Excerpted records START

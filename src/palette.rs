//! Qualitative palettes for coloring label regions
//!
//! Labels are mapped onto a short repeating list of distinct colors, so a
//! given label value always gets the same color.

use egui::Color32;
use serde::{Deserialize, Serialize};

/// scikit-image's default `label2rgb` cycle
const CLASSIC: [[u8; 3]; 10] = [
    [255, 0, 0],     // red
    [0, 0, 255],     // blue
    [255, 255, 0],   // yellow
    [255, 0, 255],   // magenta
    [0, 128, 0],     // green
    [75, 0, 130],    // indigo
    [255, 140, 0],   // dark orange
    [0, 255, 255],   // cyan
    [255, 192, 203], // pink
    [154, 205, 50],  // yellow-green
];

/// matplotlib tab10
const TAB10: [[u8; 3]; 10] = [
    [31, 119, 180],
    [255, 127, 14],
    [44, 160, 44],
    [214, 39, 40],
    [148, 103, 189],
    [140, 86, 75],
    [227, 119, 194],
    [127, 127, 127],
    [188, 189, 34],
    [23, 190, 207],
];

/// Available label palettes
#[derive(Clone, Copy, Debug, PartialEq, Eq, Default, Serialize, Deserialize)]
pub enum LabelPalette {
    #[default]
    Classic,
    Tab10,
}

impl LabelPalette {
    /// Get display name for UI
    pub fn name(&self) -> &'static str {
        match self {
            LabelPalette::Classic => "Classic",
            LabelPalette::Tab10 => "Tab10",
        }
    }

    pub fn all() -> &'static [LabelPalette] {
        &[LabelPalette::Classic, LabelPalette::Tab10]
    }

    fn colors(&self) -> &'static [[u8; 3]] {
        match self {
            LabelPalette::Classic => &CLASSIC,
            LabelPalette::Tab10 => &TAB10,
        }
    }

    /// Color for a label; background (0) has none
    pub fn color_for(&self, label: u32) -> Option<Color32> {
        if label == 0 {
            return None;
        }
        let colors = self.colors();
        let rgb = colors[((label - 1) as usize) % colors.len()];
        Some(Color32::from_rgb(rgb[0], rgb[1], rgb[2]))
    }
}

Excerpted records END

■ **What is needed**
Please return all of the records exactly.

■ **Output of the task**
filename src/palette.rs
//! Qualitative palettes for coloring label regions
//!
//! Labels are mapped onto a short repeating list of distinct colors, so a
//! given label value always gets the same color.

use egui::Color32;
use serde::{Deserialize, Serialize};

/// scikit-image's default `label2rgb` cycle
const CLASSIC: [[u8; 3]; 10] = [
    [255, 0, 0],     // red
    [0, 0, 255],     // blue
    [255, 255, 0],   // yellow
    [255, 0, 255],   // magenta
    [0, 128, 0],     // green
    [75, 0, 130],    // indigo
    [255, 140, 0],   // dark orange
    [0, 255, 255],   // cyan
    [255, 192, 203], // pink
    [154, 205, 50],  // yellow-green
];

/// matplotlib tab10
const TAB10: [[u8; 3]; 10] = [
    [31, 119, 180],
    [255, 127, 14],
    [44, 160, 44],
    [214, 39, 40],
    [148, 103, 189],
    [140, 86, 75],
    [227, 119, 194],
    [127, 127, 127],
    [188, 189, 34],
    [23, 190, 207],
];

/// Available label palettes
#[derive(Clone, Copy, Debug, PartialEq, Eq, Default, Serialize, Deserialize)]
pub enum LabelPalette {
    #[default]
    Classic,
    Tab10,
}

impl LabelPalette {
    /// Get display name for UI
    pub fn name(&self) -> &'static str {
        match self {
            LabelPalette::Classic => "Classic",
            LabelPalette::Tab10 => "Tab10",
        }
    }

    pub fn all() -> &'static [LabelPalette] {
        &[LabelPalette::Classic, LabelPalette::Tab10]
    }

    fn colors(&self) -> &'static [[u8; 3]] {
        match self {
            LabelPalette::Classic => &CLASSIC,
            LabelPalette::Tab10 => &TAB10,
        }
    }

    /// Color for a label; background (0) has none
    pub fn color_for(&self, label: u32) -> Option<Color32> {
        if label == 0 {
            return None;
        }
        let colors = self.colors();
        let rgb = colors[((label - 1) as usize) % colors.len()];
        Some(Color32::from_rgb(rgb[0], rgb[1], rgb[2]))
    }
}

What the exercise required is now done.